I’ll give you 3 simple reasons why Pathfinder is better than 3.5e (never mind why it’s better than 4e—that’s not hard to do).  Again, if you’re not an RPG gamer, this may not mean much, but I’ll see if I can make it make sense.

First, they eliminated “dead levels.”  In D&D, there have always been levels for certain classes where you advanced to that level, but you didn’t get anything much for it.  You got to rub out a couple of numbers on your character sheet and write in some new, bigger ones.  Some classes were worse than others in this respect: for fighters in 1e, for instance, every level was a dead level.  3e/3.5e was much better, but still, many classes, such as fighters and barbarians, had a dead level every other level.  It meant that playing (or at least advancing) those classes was boring half the time.  But Pathfinder fixes that, by giving you something (even if it’s just a little thing) to look forward to every level.

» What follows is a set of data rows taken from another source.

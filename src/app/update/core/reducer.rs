use super::super::super::messages::Message;
use super::super::super::state::{App, DisplayRole};
use super::super::Effect;
use iced::{Size, window};
use tracing::{debug, info};

impl App {
    pub(in crate::app::update) fn reduce(&mut self, message: Message) -> Vec<Effect> {
        let mut effects = Vec::new();

        if self.role == DisplayRole::External {
            self.reduce_external(message, &mut effects);
            self.settle();
            return effects;
        }

        match message {
            Message::TogglePlayPause => self.handle_toggle_play_pause(),
            Message::SpeedUp => self.handle_speed_up(),
            Message::SlowDown => self.handle_slow_down(),
            Message::SetSpeed(speed) => self.handle_set_speed(speed),
            Message::ResetPlayback => self.handle_reset_playback(),
            Message::NextCue => self.handle_next_cue(),
            Message::PrevCue => self.handle_prev_cue(),
            Message::Frame(now) => self.handle_frame(now),
            Message::ElapsedTick => self.handle_elapsed_tick(),
            Message::Wheel(delta_y) => self.handle_wheel(delta_y),
            Message::MarkerClicked(index) => self.handle_marker_clicked(index),
            Message::SurfaceResized { width, height } => {
                self.handle_surface_resized(width, height);
            }
            Message::FontSizeChanged(size) => self.handle_font_size_changed(size),
            Message::ToggleMirror => self.handle_toggle_mirror(),
            Message::CueEnabledChanged(enabled) => self.handle_cue_enabled_changed(enabled),
            Message::CueStyleSelected(style) => self.handle_cue_style_selected(style),
            Message::CuePositionChanged(position) => self.handle_cue_position_changed(position),
            Message::CueColorSelected(color) => self.handle_cue_color_selected(color),
            Message::CueOpacityChanged(opacity) => self.handle_cue_opacity_changed(opacity),
            Message::CueThicknessChanged(thickness) => {
                self.handle_cue_thickness_changed(thickness);
            }
            Message::ToggleSettings => self.handle_toggle_settings(),
            Message::ToggleSidebar => self.handle_toggle_sidebar(),
            Message::ToggleFullscreen => self.handle_toggle_fullscreen(&mut effects),
            Message::AddScript => self.handle_add_script(),
            Message::DeleteScript(id) => self.handle_delete_script(id),
            Message::SelectScript(id) => self.handle_select_script(id),
            Message::OpenPathInputChanged(path) => self.handle_open_path_input_changed(path),
            Message::OpenPathRequested => self.handle_open_path_requested(&mut effects),
            Message::ScriptFileOpened { path, result } => {
                self.handle_script_file_opened(path, result);
            }
            Message::ExportActiveScript => self.handle_export_active_script(&mut effects),
            Message::ScriptFileSaved(result) => self.handle_script_file_saved(result),
            Message::ToggleEditor => self.handle_toggle_editor(),
            Message::EditorAction(action) => self.handle_editor_action(action),
            Message::EditorNameChanged(name) => self.handle_editor_name_changed(name),
            Message::SaveEditor => self.handle_save_editor(),
            Message::InsertCuePoint => self.handle_insert_cue_point(),
            Message::EditorCueNav(direction) => self.handle_editor_cue_nav(direction),
            Message::SmartCaps => self.handle_smart_caps(),
            Message::AutosaveTick(now) => self.handle_autosave_tick(now),
            Message::ClosePanel => self.handle_close_panel(&mut effects),
            Message::OpenExternalDisplay => effects.push(Effect::OpenExternalDisplay),
            Message::CloseExternalDisplay => effects.push(Effect::CloseExternalDisplay),
            Message::SyncTick(now) => self.handle_sync_tick(now),
            Message::DisplayInbox(_) => {}
            Message::WindowOpened(id) => self.handle_window_opened(id, &mut effects),
            Message::WindowResized { width, height } => {
                self.handle_window_resized(width, height);
            }
            Message::KeyPressed { key, modifiers } => {
                // The editor keeps every key except the close binding.
                let shortcut = if self.editor.visible {
                    self.close_shortcut_pressed(key, modifiers)
                        .then_some(Message::ClosePanel)
                } else {
                    self.shortcut_message_for_key(key, modifiers)
                };
                if let Some(shortcut) = shortcut {
                    effects.extend(self.reduce(shortcut));
                }
            }
            Message::PollSystemSignals => self.handle_poll_system_signals(&mut effects),
            Message::SafeQuit => effects.push(Effect::QuitSafely),
        }

        self.settle();
        effects
    }

    /// The external display only listens; it never edits shared state.
    fn reduce_external(&mut self, message: Message, effects: &mut Vec<Effect>) {
        match message {
            Message::DisplayInbox(event) => self.handle_display_inbox(event, effects),
            Message::WindowOpened(id) => {
                self.window_id = Some(id);
                effects.push(Effect::SetFullscreen(true));
            }
            Message::WindowResized { width, height } => {
                self.handle_window_resized(width, height);
            }
            Message::SurfaceResized { width, height } => {
                self.handle_surface_resized(width, height);
            }
            Message::KeyPressed { key, modifiers } => {
                if self.close_shortcut_pressed(key, modifiers) {
                    info!("Escape pressed on external display");
                    effects.push(Effect::QuitSafely);
                }
            }
            Message::PollSystemSignals => self.handle_poll_system_signals(effects),
            Message::SafeQuit => effects.push(Effect::QuitSafely),
            other => debug!(?other, "External display ignores message"),
        }
    }

    fn handle_window_opened(&mut self, id: window::Id, effects: &mut Vec<Effect>) {
        if self.window_id.is_some() {
            return;
        }
        self.window_id = Some(id);
        if self.ui.fullscreen {
            effects.push(Effect::SetFullscreen(true));
        }
    }

    fn handle_window_resized(&mut self, width: f32, height: f32) {
        if !width.is_finite() || !height.is_finite() {
            return;
        }
        self.config.window_width = width.clamp(320.0, 7680.0);
        self.config.window_height = height.clamp(240.0, 4320.0);
        debug!(width, height, "Window size changed");
    }

    fn handle_surface_resized(&mut self, width: f32, height: f32) {
        if !width.is_finite() || !height.is_finite() || width <= 0.0 || height <= 0.0 {
            return;
        }
        if self.surface.report(Size::new(width, height)) {
            debug!(width, height, "Prompter surface resized");
        }
    }

    fn handle_toggle_fullscreen(&mut self, effects: &mut Vec<Effect>) {
        self.ui.fullscreen = !self.ui.fullscreen;
        info!(fullscreen = self.ui.fullscreen, "Toggled fullscreen");
        effects.push(Effect::SetFullscreen(self.ui.fullscreen));
    }

    fn handle_close_panel(&mut self, effects: &mut Vec<Effect>) {
        if self.editor.visible {
            self.close_editor();
        } else if self.ui.show_settings {
            self.ui.show_settings = false;
        } else if self.ui.fullscreen {
            self.ui.fullscreen = false;
            effects.push(Effect::SetFullscreen(false));
        }
    }

    fn handle_poll_system_signals(&mut self, effects: &mut Vec<Effect>) {
        if crate::take_sigint_requested() {
            info!("Ctrl+C received; quitting");
            effects.push(Effect::QuitSafely);
        }
    }
}

#[cfg(test)]
mod tests {
    use super::super::super::super::state::fixtures::{build_external_app, build_test_app};
    use super::*;
    use iced::keyboard::{Key, Modifiers, key};

    #[test]
    fn escape_closes_editor_before_settings() {
        let mut app = build_test_app();
        app.ui.show_settings = true;
        let _ = app.reduce(Message::ToggleEditor);
        assert!(app.editor.visible);

        let _ = app.reduce(Message::ClosePanel);
        assert!(!app.editor.visible);
        assert!(app.ui.show_settings);

        let _ = app.reduce(Message::ClosePanel);
        assert!(!app.ui.show_settings);
    }

    #[test]
    fn space_key_toggles_playback() {
        let mut app = build_test_app();
        let _ = app.reduce(Message::KeyPressed {
            key: Key::Named(key::Named::Space),
            modifiers: Modifiers::default(),
        });
        assert!(app.store.get().playback.is_playing);
    }

    #[test]
    fn open_editor_swallows_shortcuts_except_escape() {
        let mut app = build_test_app();
        let _ = app.reduce(Message::ToggleEditor);
        for named in [key::Named::Space, key::Named::PageDown, key::Named::ArrowUp] {
            let _ = app.reduce(Message::KeyPressed {
                key: Key::Named(named),
                modifiers: Modifiers::default(),
            });
        }
        let playback = &app.store.get().playback;
        assert!(!playback.is_playing);
        assert_eq!(playback.speed, 2.0);
        assert!(playback.cue_action.is_none());
        assert!(app.editor.visible);

        let _ = app.reduce(Message::KeyPressed {
            key: Key::Named(key::Named::Escape),
            modifiers: Modifiers::default(),
        });
        assert!(!app.editor.visible);
    }

    #[test]
    fn surface_resize_changes_scroll_bound() {
        let mut app = build_test_app();
        let before = app.animator.max_scroll();
        let _ = app.reduce(Message::SurfaceResized {
            width: app.surface.viewport.width,
            height: 400.0,
        });
        assert!(app.animator.max_scroll() > before);
    }

    #[test]
    fn external_display_ignores_playback_controls() {
        let mut app = build_external_app();
        let _ = app.reduce(Message::TogglePlayPause);
        let _ = app.reduce(Message::Wheel(300.0));
        let _ = app.reduce(Message::KeyPressed {
            key: Key::Named(key::Named::Space),
            modifiers: Modifiers::default(),
        });
        let playback = &app.store.get().playback;
        assert!(!playback.is_playing);
        assert_eq!(playback.scroll_position, 0.0);
        assert_eq!(app.store.revision(), 0);
    }

    #[test]
    fn escape_quits_external_display() {
        let mut app = build_external_app();
        let effects = app.reduce(Message::KeyPressed {
            key: Key::Named(key::Named::Escape),
            modifiers: Modifiers::default(),
        });
        assert!(matches!(effects.as_slice(), [Effect::QuitSafely]));
    }
}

Secondly, they fixed the maximum skill ranks problem.  In 3e/3.5e, you have skill ranks, and the most ranks you can have in a skill is your level + 3.  Except for cross-class skills, where it’s half that.  Every level, you get skill points, and 1 skill point equals 1 skill rank, if it’s a class skill, or 2 skill points equals 1 skill rank for cross-class skills.  Oh, and at first level you get 4 times as many skill points.  If all that sounds complicated, that’s because it is.  Pathfinder eliminates skill points and just gives you skill ranks every level.  The maximum number of ranks in every skill is now your level, and class skills give you a +3 bonus if you put any ranks in them.  This simple, elegant change works out to almost the same mathematically, but it’s so much simpler to deal with.  Pathfinder is full of things like that.

Thirdly, they changed the way favored classes work.  In 3e/3.5e, races have favored classes (humans can pick any class), and taking levels in your favored class eliminates XP penalties for multiclassing.  Yes, if you want to multiclass, you get penalties.  In Pathfinder, though, there are no penalties for multiclassing.  Instead, favored classes (which can be chosen by anyone, regardless of race) give you an extra hit point or an extra skill rank (your choice) every level you take that class.  In other words, they changed the stick into a carrot.  Much nicer to encourage people to stick with one class by offering them something shiny than to try to impose penalties (complicated math penalties, even) on them when they don’t.

Notice I said “thirdly” and not “finally.”  That’s because there’s lots more reasons why Pathfinder is an improvement over 3.5e.  Consolidation of skills (no more having to waste skill points on both Hide in Shadows and Move Silently if you want to be sneaky), races get two bonuses and one penalty (instead of one and one), simplification of grapple rules (and combination of them with other combat maneuvers such as trip or disarm), feats at every other level instead of every third, removal of limits on cantrips/orisons, elimination of XP costs for magic items and spells, capstone abilities for all classes, simplification of some of the more stupidly complex spells (such as polymorph) ... I could go on and on.  I suppose Pathfinder isn’t a perfect game either, but it seems to have no new flaws, and it fixes many (not all, admittedly) of the flaws that 3e/3.5e brought to the table.  What more could you ask for?

In the end, it’s easier for me to make the character I want with Pathfinder.  It’s more flexible, and it continues to make sense.  I wish the combat could be more streamlined (and I plan on experimenting with combining True20 with Pathfinder to help address that), but that’s my only major complaint with the system, and that was inherited straight from D&D, from 1e all the way through to 3.5e.  So, overall, Pathfinder is a mighty fine system, and I’m glad Paizo has blessed us with it.  The core books are gorgeous, there’s only two of them (making it cheaper for the base set than D&D), and you can get PDFs of them as well, which are also well-crafted.  I still love D&D, and as far as I’m concerned I’m still playing it.  It just has a new name now.